AirSnitch: Demystifying and Breaking Client Isolation in Wi-Fi Networks
Xin'an Zhou
Network and Distributed System Security (NDSS) Symposium 2026 · Day 2 · Privacy & Measurement
Wi-Fi client isolation is widely assumed to prevent devices on the same network from intercepting each other's traffic. This talk introduces the **AirSnitch framework**, which demonstrates that client isolation can be **bypassed across all WPA2 and WPA3 configurations** -- including enterprise deployments -- by exploiting fundamental design flaws in how Wi-Fi protocols interact with the underlying network infrastructure.
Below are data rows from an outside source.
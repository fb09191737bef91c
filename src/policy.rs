//! Pure predicates: which resources are in scope, and which are stale.

use chrono::{DateTime, Utc};

use crate::contract::{BackupObject, Dataset, Resource};
use crate::error::BackupError;

/// Dataset category eligible for backup.
const BACKED_UP_KIND: &str = "public-transit";

/// Resource formats eligible for backup, compared case-insensitively.
const BACKED_UP_FORMATS: [&str; 2] = ["GTFS", "NETEX"];

/// True iff the resource should be considered for backup at all.
///
/// Pure function of (dataset.kind, resource.format): out-of-scope
/// resources cost nothing downstream, not even a bucket lookup.
pub fn in_scope(dataset: &Dataset, resource: &Resource) -> bool {
    if dataset.kind != BACKED_UP_KIND {
        return false;
    }
    match resource.format.as_deref() {
        Some(format) => BACKED_UP_FORMATS
            .iter()
            .any(|backed_up| backed_up.eq_ignore_ascii_case(format)),
        None => false,
    }
}

/// True iff the resource must be backed up again.
///
/// No prior object means stale. Otherwise the newest existing backup is
/// compared against the resource's declared update time; the backup is
/// fresh when it is at least as recent. A missing or unparseable declared
/// time is an input error, surfaced rather than defaulted.
pub fn is_stale(resource: &Resource, existing: &[BackupObject]) -> Result<bool, BackupError> {
    let Some(max_last_modified) = existing.iter().map(|o| o.last_modified).max() else {
        return Ok(true);
    };
    let updated_at = parse_updated_at(resource)?;
    Ok(max_last_modified < updated_at)
}

fn parse_updated_at(resource: &Resource) -> Result<DateTime<Utc>, BackupError> {
    let raw = resource
        .updated_at
        .as_deref()
        .ok_or_else(|| BackupError::MalformedTimestamp {
            resource: resource.title.clone(),
            raw: None,
        })?;
    DateTime::parse_from_rfc3339(raw)
        .map(|parsed| parsed.with_timezone(&Utc))
        .map_err(|_| BackupError::MalformedTimestamp {
            resource: resource.title.clone(),
            raw: Some(raw.to_string()),
        })
}

#[cfg(test)]
mod tests {
    use super::*;
    use chrono::TimeZone;

    fn dataset(kind: &str) -> Dataset {
        Dataset {
            id: "D1".to_string(),
            title: "Test dataset".to_string(),
            kind: kind.to_string(),
            resources: Vec::new(),
        }
    }

    fn resource(format: Option<&str>, updated_at: Option<&str>) -> Resource {
        Resource {
            title: "Lines".to_string(),
            url: "http://x/f.zip".to_string(),
            format: format.map(str::to_string),
            updated_at: updated_at.map(str::to_string),
            valid_from: None,
            valid_until: None,
        }
    }

    fn object(key: &str, year: i32, month: u32, day: u32) -> BackupObject {
        BackupObject {
            key: key.to_string(),
            last_modified: Utc.with_ymd_and_hms(year, month, day, 0, 0, 0).unwrap(),
            size: Some(1),
            etag: None,
        }
    }

    #[test]
    fn other_kinds_are_never_in_scope() {
        for kind in ["", "air-quality", "bike-sharing"] {
            let dataset = dataset(kind);
            assert!(!in_scope(&dataset, &resource(Some("GTFS"), None)));
            assert!(!in_scope(&dataset, &resource(Some("NETEX"), None)));
        }
    }

    #[test]
    fn formats_compare_case_insensitively() {
        let dataset = dataset("public-transit");
        assert!(in_scope(&dataset, &resource(Some("GTFS"), None)));
        assert!(in_scope(&dataset, &resource(Some("gtfs"), None)));
        assert!(in_scope(&dataset, &resource(Some("NeTEx"), None)));
        assert!(!in_scope(&dataset, &resource(Some("csv"), None)));
        assert!(!in_scope(&dataset, &resource(None, None)));
    }

    #[test]
    fn no_history_is_always_stale() {
        let resource = resource(Some("GTFS"), None);
        assert!(is_stale(&resource, &[]).unwrap());
    }

    #[test]
    fn fresh_when_backup_is_at_least_as_recent() {
        let resource = resource(Some("GTFS"), Some("2023-01-01T00:00:00Z"));
        let newer = [object("Lines_a", 2023, 6, 1)];
        assert!(!is_stale(&resource, &newer).unwrap());

        let equal = [object("Lines_b", 2023, 1, 1)];
        assert!(!is_stale(&resource, &equal).unwrap());
    }

    #[test]
    fn stale_when_declared_update_is_newer() {
        let resource = resource(Some("GTFS"), Some("2023-06-01T00:00:00Z"));
        let older = [object("Lines_a", 2023, 1, 1)];
        assert!(is_stale(&resource, &older).unwrap());
    }

    #[test]
    fn freshness_survives_newer_backups() {
        // Adding an even newer backup can never flip a fresh resource back
        // to stale.
        let resource = resource(Some("GTFS"), Some("2023-01-01T00:00:00Z"));
        let mut objects = vec![object("Lines_a", 2023, 2, 1)];
        assert!(!is_stale(&resource, &objects).unwrap());

        objects.push(object("Lines_b", 2023, 3, 1));
        assert!(!is_stale(&resource, &objects).unwrap());
    }

    #[test]
    fn missing_update_time_is_an_error_when_history_exists() {
        let resource = resource(Some("GTFS"), None);
        let existing = [object("Lines_a", 2023, 1, 1)];
        let err = is_stale(&resource, &existing).unwrap_err();
        assert!(matches!(
            err,
            BackupError::MalformedTimestamp { raw: None, .. }
        ));
    }

    #[test]
    fn unparseable_update_time_is_an_error() {
        let resource = resource(Some("GTFS"), Some("last tuesday"));
        let existing = [object("Lines_a", 2023, 1, 1)];
        let err = is_stale(&resource, &existing).unwrap_err();
        assert!(matches!(
            err,
            BackupError::MalformedTimestamp { raw: Some(_), .. }
        ));
    }
}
The vulnerabilities span from legacy WEP to modern WPA3 and enterprise standards, affecting mainstream operating systems including **macOS, iOS, Android, Ubuntu, and Windows**.
AI review
A comprehensive dismantling of Wi-Fi client isolation across all WPA2/WPA3 configurations. The BSS ID virtualization exploit that allows two hosts with identical MAC addresses to coexist -- exploiting the lack of cross-layer identity synchronization -- is a genuinely novel finding rooted in deep protocol understanding. The cross-AP attack capability and the chain to TCP hijacking, DNS poisoning, and RADIUS passphrase guessing make this operationally relevant. Open-sourced tool on GitHub.